* [Aim of the exercise]: Below are lines of data; restate word for word those running from the line containing "handover opportunity (steps)" to the line containing "let mut pools", inclusive, and no others.
******
//! Final solution verification
//!
//! Converts the best search state into a `PoolSolution` with its quality
//! metrics and constraint-satisfaction map.

use crate::cost::{CostBreakdown, PoolState};
use crate::coverage::SpatiotemporalCoverageAnalyzer;
use crate::timeline::{signal_quality, SearchSpace};
use crate::{
    ConstellationPool, OptimizationStats, PoolSolution, MIN_SIGNAL_QUALITY,
    MIN_TEMPORAL_DISTRIBUTION, MIN_VISIBILITY_COMPLIANCE,
};
use std::collections::BTreeMap;
use tracing::{info, warn};

/// Width of the bins used to score handover opportunity (steps)
const OPPORTUNITY_BIN_STEPS: usize = 10;

pub(crate) struct Verification<'s, 'a> {
    pub space: &'s SearchSpace<'a>,
    pub analyzer: &'s SpatiotemporalCoverageAnalyzer,
}

impl<'s, 'a> Verification<'s, 'a> {
    pub fn assemble(
        &self,
        state: &PoolState,
        cost: CostBreakdown,
        stats: OptimizationStats,
        seed: u64,
    ) -> PoolSolution {
        let space = self.space;
        let degenerate = space.is_degenerate();
        let mut constraints = BTreeMap::new();
        let mut pools = Vec::with_capacity(space.constellations.len());

        for (ci, c) in space.constellations.iter().enumerate() {
            let selection = &state.selections[ci];
            let members: Vec<_> = selection.iter().map(|&i| space.candidate(ci, i)).collect();
            let name = c.target.constellation;

            constraints.insert(format!("{}_input_sufficient", name), !c.is_undersized());

            let size_ok = selection.len() >= c.target.min_pool_size
                && selection.len() <= c.target.max_pool_size;
            constraints.insert(format!("{}_pool_size_ok", name), size_ok);

            let coverage = self
                .analyzer
                .validate_orbit_period_coverage(members.iter().copied(), &c.target);
            constraints.insert(format!("{}_orbit_coverage_ok", name), coverage.passed);

            pools.push(ConstellationPool {
                constellation: name,
                selected: members.iter().map(|m| m.id.clone()).collect(),
                visible_counts: state.counts[ci].clone(),
                orbit_coverage: coverage,
            });
        }

        let visibility_compliance = self.visibility_compliance(state);
        let temporal_distribution = self.temporal_distribution(state);
        let signal_quality = self.signal_quality(state);

        constraints.insert(
            "visibility_compliance_ok".to_string(),
            visibility_compliance >= MIN_VISIBILITY_COMPLIANCE,
        );
        constraints.insert(
            "temporal_distribution_ok".to_string(),
            temporal_distribution >= MIN_TEMPORAL_DISTRIBUTION,
        );
        constraints.insert(
            "signal_quality_ok".to_string(),
            signal_quality >= MIN_SIGNAL_QUALITY,
        );

        let compliant = constraints.values().all(|ok| *ok);

        info!(
            "Pool verification: compliance={:.1}%, temporal={:.3}, signal={:.3}, compliant={}",
            visibility_compliance * 100.0,
            temporal_distribution,
            signal_quality,
            compliant
        );
        for (name, ok) in &constraints {
            if !ok {
                warn!("Constraint not met: {}", name);
            }
        }

        PoolSolution {
            pools,
            cost: cost.total,
            visibility_compliance,
            temporal_distribution,
            signal_quality,
            constraints_satisfied: constraints,
            compliant,
            degenerate,
            seed,
            stats,
            generated_at: chrono::Utc::now().to_rfc3339(),
        }
    }

    /// Fraction of horizon steps where every constellation still inside its
    /// own period is inside its band
    pub fn visibility_compliance(&self, state: &PoolState) -> f64 {
        let steps = self.space.steps;
        if steps == 0 {
            return 0.0;
        }
        let ok = (0..steps)
            .filter(|&k| {
                self.space
                    .constellations
                    .iter()
                    .zip(&state.counts)
                    .filter(|(c, _)| k < c.steps)
                    .all(|(c, counts)| c.target.within_band(counts[k]))
            })
            .count();
        ok as f64 / steps as f64
    }

    /// 0.4·continuity + 0.3·load balance + 0.3·handover opportunity
    pub fn temporal_distribution(&self, state: &PoolState) -> f64 {
        let space = self.space;
        let n = space.constellations.len();
        if n == 0 {
            return 0.0;
        }

        let mut continuity = 0.0;
        let mut balance = 0.0;
        let mut opportunity = 0.0;

        for (ci, c) in space.constellations.iter().enumerate() {
            let counts = &state.counts[ci];
            let steps = c.steps;
            if steps == 0 {
                continue;
            }

            let continuous = counts.iter().filter(|&&v| v >= c.target.min_visible).count();
            continuity += continuous as f64 / steps as f64;

            let mean = counts.iter().map(|&v| v as f64).sum::<f64>() / steps as f64;
            if mean > 0.0 {
                let var = counts
                    .iter()
                    .map(|&v| (v as f64 - mean).powi(2))
                    .sum::<f64>()
                    / steps as f64;
                balance += (1.0 - var.sqrt() / mean).clamp(0.0, 1.0);
            }

            // A bin offers a handover when some member rises inside it
            let bins = steps.div_ceil(OPPORTUNITY_BIN_STEPS);
            let mut rising = vec![false; bins];
            for &local in &state.selections[ci] {
                let row = &c.visibility[local];
                for k in 0..steps {
                    let rises = row[k] && (k == 0 || !row[k - 1]);
                    if rises {
                        rising[k / OPPORTUNITY_BIN_STEPS] = true;
                    }
                }
            }
            opportunity += rising.iter().filter(|r| **r).count() as f64 / bins as f64;
        }

        let n = n as f64;
        0.4 * continuity / n + 0.3 * balance / n + 0.3 * opportunity / n
    }

    /// Mean RSRP-derived quality over every selected satellite
    pub fn signal_quality(&self, state: &PoolState) -> f64 {
        let mut sum = 0.0;
        let mut count = 0usize;
        for (ci, selection) in state.selections.iter().enumerate() {
            for &local in selection {
                sum += signal_quality(self.space.candidate(ci, local).mean_rsrp_dbm());
                count += 1;
            }
        }
        if count == 0 {
            0.0
        } else {
            sum / count as f64
        }
    }
}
******
* [Problem solution]:
/// Width of the bins used to score handover opportunity (steps)
const OPPORTUNITY_BIN_STEPS: usize = 10;

pub(crate) struct Verification<'s, 'a> {
    pub space: &'s SearchSpace<'a>,
    pub analyzer: &'s SpatiotemporalCoverageAnalyzer,
}

impl<'s, 'a> Verification<'s, 'a> {
    pub fn assemble(
        &self,
        state: &PoolState,
        cost: CostBreakdown,
        stats: OptimizationStats,
        seed: u64,
    ) -> PoolSolution {
        let space = self.space;
        let degenerate = space.is_degenerate();
        let mut constraints = BTreeMap::new();
        let mut pools = Vec::with_capacity(space.constellations.len());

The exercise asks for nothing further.